§ Brief
Copy the lines exactly. Begin at the first line of the data and stop after the line with "runs every rank".

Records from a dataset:
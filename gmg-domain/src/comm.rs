//! Process-group communication
//!
//! [`Communicator`] is the narrow message-passing interface used by ghost filling,
//! inter-level transfers and vector reductions: rank/size queries, tagged non-blocking
//! sends, tag-matched receives bounded by a timeout, and a few collectives built on top.
//!
//! [`ThreadComm`] runs every rank of a group inside one process, one OS thread per rank,
//! connected by channels. Messages between a pair of ranks are delivered in send order.

use std::collections::VecDeque;
use std::fmt;
use std::sync::mpsc::{self, Receiver, RecvTimeoutError, Sender};
use std::sync::Mutex;
use std::time::{Duration, Instant};
use thiserror::Error;

/// Transport failures
#[derive(Debug, Clone, PartialEq, Eq, Error)]
pub enum CommError {
    /// Destination rank outside the group
    #[error("rank {rank} is out of range for a group of size {size}")]
    InvalidRank {
        /// Requested rank
        rank: usize,
        /// Size of the group
        size: usize,
    },

    /// The peer has gone away
    #[error("rank {rank} has disconnected")]
    Disconnected {
        /// The unreachable rank
        rank: usize,
    },

    /// No matching message arrived in time
    #[error("no matching message arrived within {waited_ms} ms")]
    Timeout {
        /// How long the receive waited
        waited_ms: u128,
    },

    /// A collective received a payload of the wrong shape
    #[error("collective from rank {rank} carried {got} values, expected {expected}")]
    MalformedCollective {
        /// Sending rank
        rank: usize,
        /// Expected payload length
        expected: usize,
        /// Actual payload length
        got: usize,
    },
}

/// Direction of an inter-level message
#[derive(Debug, Clone, Copy, PartialEq, Eq, Hash)]
pub enum TransferPhase {
    /// One-time parent/child claims exchanged while building a schedule
    Handshake,
    /// Fine-to-coarse contributions, added on the owner
    Restrict,
    /// Coarse patches shipped to the owners of their children
    Interpolate,
}

/// Message tag; every message is self-describing through its tag
#[derive(Debug, Clone, Copy, PartialEq, Eq, Hash)]
pub enum Tag {
    /// Ghost slab for `dest_patch` across its face `dest_face` (a [`crate::Face::index`])
    Ghost {
        /// Domain id
        domain: usize,
        /// Id of the patch whose ghosts receive the slab
        dest_patch: usize,
        /// Face index on the destination patch
        dest_face: usize,
        /// Id of the patch the slab was computed from
        source_patch: usize,
    },
    /// Patch data moving between two levels; `domain` is the coarse domain id
    InterLevel {
        /// Coarse domain id
        domain: usize,
        /// Transfer direction
        phase: TransferPhase,
        /// Coarse patch id (or sending rank during the handshake)
        patch: usize,
    },
    /// Contribution to a reduction, sent to rank 0
    Reduce,
    /// Result of a reduction, sent from rank 0
    Broadcast,
}

/// A received message
#[derive(Debug, Clone, PartialEq)]
pub struct Envelope {
    /// Sending rank
    pub source: usize,
    /// Message tag
    pub tag: Tag,
    /// Message body
    pub payload: Vec<f64>,
}

/// Handle for a non-blocking send
#[must_use = "a send must be waited on before its pass ends"]
#[derive(Debug)]
pub struct SendRequest {
    dest: usize,
    delivered: bool,
}

impl SendRequest {
    /// A request whose payload has already been handed to the transport.
    pub fn delivered(dest: usize) -> Self {
        Self {
            dest,
            delivered: true,
        }
    }

    /// Destination rank
    pub fn dest(&self) -> usize {
        self.dest
    }

    /// Block until the send is locally complete.
    pub fn wait(self) -> Result<(), CommError> {
        if self.delivered {
            Ok(())
        } else {
            Err(CommError::Disconnected { rank: self.dest })
        }
    }
}

/// Point-to-point and collective communication within a group of ranks.
pub trait Communicator: Send + Sync + fmt::Debug {
    /// Rank of this process in the group
    fn rank(&self) -> usize;

    /// Number of ranks in the group
    fn size(&self) -> usize;

    /// Start sending `payload` to `dest`.
    fn isend(&self, dest: usize, tag: Tag, payload: Vec<f64>) -> Result<SendRequest, CommError>;

    /// Receive the oldest message for which `accept(source, tag)` holds.
    ///
    /// Messages that do not match stay queued for later receives. Fails with
    /// [`CommError::Timeout`] when nothing matching arrives in time.
    fn recv_matching(
        &self,
        accept: &mut dyn FnMut(usize, &Tag) -> bool,
    ) -> Result<Envelope, CommError>;

    /// Gather one value from every rank, in rank order, on every rank.
    fn all_gather(&self, value: f64) -> Result<Vec<f64>, CommError> {
        gather_through_root(self, value)
    }

    /// Sum of `value` over all ranks. Every rank gets the bitwise same result.
    fn all_reduce_sum(&self, value: f64) -> Result<f64, CommError> {
        Ok(self.all_gather(value)?.iter().sum())
    }

    /// Maximum of `value` over all ranks.
    fn all_reduce_max(&self, value: f64) -> Result<f64, CommError> {
        Ok(self
            .all_gather(value)?
            .into_iter()
            .fold(f64::NEG_INFINITY, f64::max))
    }

    /// Wait until every rank reaches the barrier.
    fn barrier(&self) -> Result<(), CommError> {
        self.all_gather(0.0).map(|_| ())
    }
}

fn gather_through_root<C: Communicator + ?Sized>(comm: &C, value: f64) -> Result<Vec<f64>, CommError> {
    let size = comm.size();
    if size == 1 {
        return Ok(vec![value]);
    }
    if comm.rank() == 0 {
        let mut values = Vec::with_capacity(size);
        values.push(value);
        for rank in 1..size {
            let envelope =
                comm.recv_matching(&mut |source, tag| source == rank && *tag == Tag::Reduce)?;
            values.push(single_value(&envelope)?);
        }
        for rank in 1..size {
            comm.isend(rank, Tag::Broadcast, values.clone())?.wait()?;
        }
        Ok(values)
    } else {
        comm.isend(0, Tag::Reduce, vec![value])?.wait()?;
        let envelope = comm.recv_matching(&mut |source, tag| source == 0 && *tag == Tag::Broadcast)?;
        if envelope.payload.len() != size {
            return Err(CommError::MalformedCollective {
                rank: 0,
                expected: size,
                got: envelope.payload.len(),
            });
        }
        Ok(envelope.payload)
    }
}

fn single_value(envelope: &Envelope) -> Result<f64, CommError> {
    match envelope.payload.as_slice() {
        [value] => Ok(*value),
        other => Err(CommError::MalformedCollective {
            rank: envelope.source,
            expected: 1,
            got: other.len(),
        }),
    }
}

struct Inbox {
    receiver: Receiver<Envelope>,
    unmatched: VecDeque<Envelope>,
}

/// In-process communicator: one instance per rank, each owned by its own thread.
pub struct ThreadComm {
    rank: usize,
    outboxes: Vec<Sender<Envelope>>,
    inbox: Mutex<Inbox>,
    timeout: Duration,
}

impl ThreadComm {
    /// Receive timeout used unless overridden with [`ThreadComm::with_timeout`]
    pub const DEFAULT_TIMEOUT: Duration = Duration::from_secs(30);

    /// Create a connected group of `size` ranks.
    pub fn world(size: usize) -> Vec<ThreadComm> {
        let (senders, receivers): (Vec<_>, Vec<_>) = (0..size).map(|_| mpsc::channel()).unzip();
        receivers
            .into_iter()
            .enumerate()
            .map(|(rank, receiver)| ThreadComm {
                rank,
                outboxes: senders.clone(),
                inbox: Mutex::new(Inbox {
                    receiver,
                    unmatched: VecDeque::new(),
                }),
                timeout: Self::DEFAULT_TIMEOUT,
            })
            .collect()
    }

    /// A group with a single rank.
    pub fn single() -> ThreadComm {
        let (sender, receiver) = mpsc::channel();
        ThreadComm {
            rank: 0,
            outboxes: vec![sender],
            inbox: Mutex::new(Inbox {
                receiver,
                unmatched: VecDeque::new(),
            }),
            timeout: Self::DEFAULT_TIMEOUT,
        }
    }

    /// Set how long a receive waits for a matching message.
    pub fn with_timeout(mut self, timeout: Duration) -> Self {
        self.timeout = timeout;
        self
    }

    /// Current receive timeout
    pub fn timeout(&self) -> Duration {
        self.timeout
    }
}

impl fmt::Debug for ThreadComm {
    fn fmt(&self, f: &mut fmt::Formatter<'_>) -> fmt::Result {
        f.debug_struct("ThreadComm")
            .field("rank", &self.rank)
            .field("size", &self.outboxes.len())
            .field("timeout", &self.timeout)
            .finish()
    }
}

impl Communicator for ThreadComm {
    fn rank(&self) -> usize {
        self.rank
    }

    fn size(&self) -> usize {
        self.outboxes.len()
    }

    fn isend(&self, dest: usize, tag: Tag, payload: Vec<f64>) -> Result<SendRequest, CommError> {
        let outbox = self.outboxes.get(dest).ok_or(CommError::InvalidRank {
            rank: dest,
            size: self.size(),
        })?;
        outbox
            .send(Envelope {
                source: self.rank,
                tag,
                payload,
            })
            .map_err(|_| CommError::Disconnected { rank: dest })?;
        Ok(SendRequest::delivered(dest))
    }

    fn recv_matching(
        &self,
        accept: &mut dyn FnMut(usize, &Tag) -> bool,
    ) -> Result<Envelope, CommError> {
        let mut inbox = self
            .inbox
            .lock()
            .map_err(|_| CommError::Disconnected { rank: self.rank })?;
        if let Some(pos) = inbox
            .unmatched
            .iter()
            .position(|envelope| accept(envelope.source, &envelope.tag))
        {
            if let Some(envelope) = inbox.unmatched.remove(pos) {
                return Ok(envelope);
            }
        }

        let deadline = Instant::now() + self.timeout;
        loop {
            let remaining = deadline.saturating_duration_since(Instant::now());
            match inbox.receiver.recv_timeout(remaining) {
                Ok(envelope) if accept(envelope.source, &envelope.tag) => return Ok(envelope),
                Ok(envelope) => inbox.unmatched.push_back(envelope),
                Err(RecvTimeoutError::Timeout) => {
                    return Err(CommError::Timeout {
                        waited_ms: self.timeout.as_millis(),
                    });
                }
                Err(RecvTimeoutError::Disconnected) => {
                    return Err(CommError::Disconnected { rank: self.rank });
                }
            }
        }
    }
}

§ Task response
filename gmg-domain/src/comm.rs
//! Process-group communication
//!
//! [`Communicator`] is the narrow message-passing interface used by ghost filling,
//! inter-level transfers and vector reductions: rank/size queries, tagged non-blocking
//! sends, tag-matched receives bounded by a timeout, and a few collectives built on top.
//!
//! [`ThreadComm`] runs every rank of a group inside one process, one OS thread per rank,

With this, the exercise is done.